**Task prompt**
Below are some records. How many of their lines contain the string "AwaitingGuess"? Give the number only.

[[ Material for this exercise open ]]

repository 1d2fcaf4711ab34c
//! Embedded word banks
//!
//! Lists compiled into the binary at build time.

// Include generated lists from build script
include!(concat!(env!("OUT_DIR"), "/targets.rs"));
include!(concat!(env!("OUT_DIR"), "/valid.rs"));
include!(concat!(env!("OUT_DIR"), "/congrats.rs"));
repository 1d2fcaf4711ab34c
//! File-backed history log

use super::{StatsRecord, StatsWriter};
use crate::core::Word;
use crate::error::GameError;
use std::fs::{self, OpenOptions};
use std::io::{self, Write};
use std::path::{Path, PathBuf};

/// Log file used when none is configured
pub const DEFAULT_STATS_FILE: &str = "wordle_statistics.csv";

/// Appends records to a file, creating it on first use
#[derive(Debug, Clone)]
pub struct FileStatsLog {
    path: PathBuf,
}

impl FileStatsLog {
    #[must_use]
    pub fn new(path: impl Into<PathBuf>) -> Self {
        Self { path: path.into() }
    }

    #[must_use]
    pub fn path(&self) -> &Path {
        &self.path
    }

    fn write_line(&self, line: &str) -> io::Result<()> {
        let mut file = OpenOptions::new()
            .create(true)
            .append(true)
            .open(&self.path)?;
        writeln!(file, "{line}")
    }
}

impl StatsWriter for FileStatsLog {
    fn append_record(&mut self, target: &Word, attempts: usize) -> Result<(), GameError> {
        let record = StatsRecord {
            target: target.clone(),
            attempts,
        };
        self.write_line(&record.to_string())
            .map_err(|source| GameError::WriteError {
                path: self.path.clone(),
                source,
            })
    }
}

/// Read every well-formed record from a log file
///
/// Malformed lines are skipped with a warning. A missing file reads as an
/// empty history.
///
/// # Errors
///
/// Returns an I/O error if the file exists but cannot be read.
pub fn read_records<P: AsRef<Path>>(path: P) -> io::Result<Vec<StatsRecord>> {
    let path = path.as_ref();
    let content = match fs::read_to_string(path) {
        Ok(content) => content,
        Err(e) if e.kind() == io::ErrorKind::NotFound => return Ok(Vec::new()),
        Err(e) => return Err(e),
    };

    let mut records = Vec::new();
    for (number, line) in content.lines().enumerate() {
        if line.trim().is_empty() {
            continue;
        }
        match StatsRecord::parse(line) {
            Some(record) => records.push(record),
            None => log::warn!("{}:{}: skipping malformed record", path.display(), number + 1),
        }
    }
    Ok(records)
}
//! Round controller
//!
//! A `Round` drives repeated guesses against one target word. Malformed
//! guesses are rejected without using an attempt; every accepted guess is
//! scored and appended to the history until the round is won or the attempt
//! limit is reached.

use crate::core::{GuessResult, ScoringMode, Word, score_with};
use crate::error::GameError;

/// Default number of accepted guesses per round
pub const MAX_ATTEMPTS: usize = 6;

/// Where a round stands
#[derive(Debug, Clone, Copy, PartialEq, Eq)]
pub enum RoundStatus {
    AwaitingGuess,
    Won,
    Lost,
}

/// Summary of a finished round
#[derive(Debug, Clone, PartialEq, Eq)]
pub struct RoundOutcome {
    pub target: Word,
    pub attempts: usize,
    pub won: bool,
}

/// State of a single round
#[derive(Debug, Clone)]
pub struct Round {
    target: Word,
    max_attempts: usize,
    mode: ScoringMode,
    history: Vec<(Word, GuessResult)>,
}

impl Round {
    /// Start a round against `target` with standard scoring
    #[must_use]
    pub const fn new(target: Word, max_attempts: usize) -> Self {
        Self::with_mode(target, max_attempts, ScoringMode::Standard)
    }

    #[must_use]
    pub const fn with_mode(target: Word, max_attempts: usize, mode: ScoringMode) -> Self {
        Self {
            target,
            max_attempts,
            mode,
            history: Vec::new(),
        }
    }

    /// Validate, score and record a guess
    ///
    /// # Errors
    ///
    /// - `GameError::InvalidGuessFormat` if the input is the wrong length or
    ///   not purely alphabetic; no attempt is consumed
    /// - `GameError::RoundOver` if the round has already finished
    pub fn submit_guess(&mut self, raw_input: &str) -> Result<GuessResult, GameError> {
        if self.is_over() {
            return Err(GameError::RoundOver);
        }

        let guess = Word::with_length(raw_input, self.target.len())?;
        let result = score_with(&guess, &self.target, self.mode)?;

        log::debug!(
            "attempt {}/{}: {} -> {}",
            self.history.len() + 1,
            self.max_attempts,
            guess,
            result.to_emoji()
        );

        self.history.push((guess, result.clone()));
        Ok(result)
    }

    /// True iff the most recent guess is the target
    #[must_use]
    pub fn is_won(&self) -> bool {
        self.history
            .last()
            .is_some_and(|(guess, _)| *guess == self.target)
    }

    #[must_use]
    pub fn is_over(&self) -> bool {
        self.is_won() || self.history.len() >= self.max_attempts
    }

    #[must_use]
    pub fn status(&self) -> RoundStatus {
        if self.is_won() {
            RoundStatus::Won
        } else if self.is_over() {
            RoundStatus::Lost
        } else {
            RoundStatus::AwaitingGuess
        }
    }

    #[inline]
    #[must_use]
    pub fn attempts_made(&self) -> usize {
        self.history.len()
    }

    #[inline]
    #[must_use]
    pub const fn max_attempts(&self) -> usize {
        self.max_attempts
    }

    #[must_use]
    pub fn remaining_attempts(&self) -> usize {
        self.max_attempts.saturating_sub(self.history.len())
    }

    #[must_use]
    pub fn history(&self) -> &[(Word, GuessResult)] {
        &self.history
    }

    #[must_use]
    pub const fn target(&self) -> &Word {
        &self.target
    }

    #[must_use]
    pub const fn mode(&self) -> ScoringMode {
        self.mode
    }

    /// Close a finished round
    ///
    /// # Errors
    ///
    /// Returns `GameError::RoundInProgress` if the round is not over yet.
    pub fn finalize(self) -> Result<RoundOutcome, GameError> {
        if !self.is_over() {
            return Err(GameError::RoundInProgress);
        }
        let won = self.is_won();
        Ok(RoundOutcome {
            attempts: self.history.len(),
            target: self.target,
            won,
        })
    }
}
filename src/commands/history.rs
//! History summary command
//!
//! Aggregates the statistics log written by play sessions.

use crate::history::{HistorySummary, read_records};
use anyhow::{Context, Result};
use std::path::Path;

/// Summarize the log at `path`; a missing log is an empty history
///
/// # Errors
///
/// Returns an error if the log exists but cannot be read.
pub fn summarize_history(path: &Path) -> Result<HistorySummary> {
    let records = read_records(path)
        .with_context(|| format!("failed to read statistics log {}", path.display()))?;
    Ok(HistorySummary::from_records(&records))
}

#[cfg(test)]
mod tests {
    use super::*;
    use std::fs;

    #[test]
    fn summarizes_log_file() {
        let path = std::env::temp_dir().join(format!("wordle_summary_{}.csv", std::process::id()));
        fs::write(&path, "CRANE:3\nSLATE:5\n").unwrap();

        let summary = summarize_history(&path).unwrap();
        assert_eq!(summary.games, 2);
        assert_eq!(summary.average_guesses(), Some(4.0));

        let _ = fs::remove_file(&path);
    }

    #[test]
    fn missing_log_is_empty() {
        let summary = summarize_history(Path::new("no/such/log.csv")).unwrap();
        assert_eq!(summary.games, 0);
    }
}
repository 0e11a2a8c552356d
pub mod factory;
pub mod repositories;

[[ Material for this exercise closed ]]

**Answer box**
2